La place financière de Paris s’inquiétait quant à elle que la City puisse obtenir des dérogations réglementaires dans le domaine des services financiers, pouvant l’avantager à ses dépens. Le texte adopté stipule formellement que le « règlement uniforme » s’applique à tous les acteurs, de manière à « garantir des conditions égales de concurrence au sein du marché intérieur », conformément aux demandes françaises. Si l’essentiel semble être préservé, les termes alambiqués du texte ouvrent en réalité la porte à un traitement différencié entre les institutions établies dans des pays faisant partie de l’Union bancaire et les autres, que ce soit en termes d’exigences prudentielles, de supervision ou de résolution. Un système d’équivalence pourrait ainsi voir le jour.
Autre sujet sensible, l’immigration intra-européenne. Malgré l’opposition des pays de l’Est, particulièrement concernés, David Cameron a obtenu la mise en place d’un mécanisme d’alerte et de sauvegarde, pouvant être activé pendant quatre ans, en cas d’« afflux d’une ampleur exceptionnelle et pendant une période prolongée de travailleurs en provenance d’autres d’États membres ». Concrètement, il permettra de limiter certaines aides sociales pour les nouveaux arrivants, tout en indexant des allocations familiales sur le niveau de vie du pays où vivent leurs enfants.

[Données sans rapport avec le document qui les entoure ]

use serde::{Deserialize, Serialize};
use thiserror::Error;

use crate::discovery::DiscoveryError;

/// Answer produced by the external service.
#[derive(Debug, Clone, PartialEq, Eq, Serialize, Deserialize)]
pub struct AiResponse {
    pub text: String,
    /// Identifier of the model that produced `text`.
    pub model_used: String,
}

/// Where an [`Insight`] came from.
#[derive(Debug, Copy, Clone, PartialEq, Eq, Serialize, Deserialize)]
#[serde(rename_all = "snake_case")]
pub enum InsightSource {
    Model,
    /// Computed locally because the service could not answer.
    Fallback,
}

/// Dashboard analysis; always has text, even when the service is unreachable.
#[derive(Debug, Clone, PartialEq, Eq, Serialize, Deserialize)]
pub struct Insight {
    pub text: String,
    pub source: InsightSource,
    #[serde(skip_serializing_if = "Option::is_none")]
    pub model_used: Option<String>,
}

impl Insight {
    pub fn from_model(resp: AiResponse) -> Self {
        Self {
            text: resp.text,
            source: InsightSource::Model,
            model_used: Some(resp.model_used),
        }
    }

    pub fn fallback(text: impl Into<String>) -> Self {
        Self {
            text: text.into(),
            source: InsightSource::Fallback,
            model_used: None,
        }
    }
}

#[derive(Debug, Error, Clone, PartialEq, Eq)]
pub enum AiError {
    #[error("no API key configured")]
    NoKeyConfigured,

    #[error("no model is currently available")]
    NoModelAvailable,

    #[error("upstream error: {0}")]
    UpstreamError(String),

    #[error("rate limited: {0}")]
    RateLimited(String),

    #[error("request timed out")]
    Timeout,

    #[error("invalid input: {0}")]
    InvalidInput(String),
}

impl AiError {
    /// Stable code for callers that serialize errors.
    pub fn code(&self) -> &'static str {
        match self {
            AiError::NoKeyConfigured => "no_key_configured",
            AiError::NoModelAvailable => "no_model_available",
            AiError::UpstreamError(_) => "upstream_error",
            AiError::RateLimited(_) => "rate_limited",
            AiError::Timeout => "timeout",
            AiError::InvalidInput(_) => "invalid_input",
        }
    }

    /// Whether the caller should show local data instead of an error.
    pub fn is_unavailability(&self) -> bool {
        matches!(self, AiError::NoKeyConfigured | AiError::NoModelAvailable)
    }
}

impl From<DiscoveryError> for AiError {
    fn from(e: DiscoveryError) -> Self {
        match e {
            DiscoveryError::NoModelAvailable => AiError::NoModelAvailable,
            DiscoveryError::RateLimited(msg) => AiError::RateLimited(msg),
        }
    }
}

Enfin, les nouvelles dispositions relatives à la souveraineté ont une charge symbolique forte politiquement: les initiatives législatives européennes adoptées pourront désormais être retoquées si une majorité (55%) de parlements nationaux au sein de l’UE s’y oppose. Cet aménagement transforme le processus décisionnel de l’Union et jette un voile sur la légitimité démocratique des législateurs européens : le Parlement européen, élu directement par les citoyens européens, et le Conseil, composé des dirigeants des Etats membres, pourront ainsi être désavoués a posteriori par les parlements nationaux. Dernier élément, symbolique : le Royaume Uni sera exempté de l’alinéa du préambule du Traité sur le Fonctionnement de l’Union européenne engageants les Etats membres à « poursuivre le processus créant une union sans cesse plus étroite entre les peuples de l’Europe ».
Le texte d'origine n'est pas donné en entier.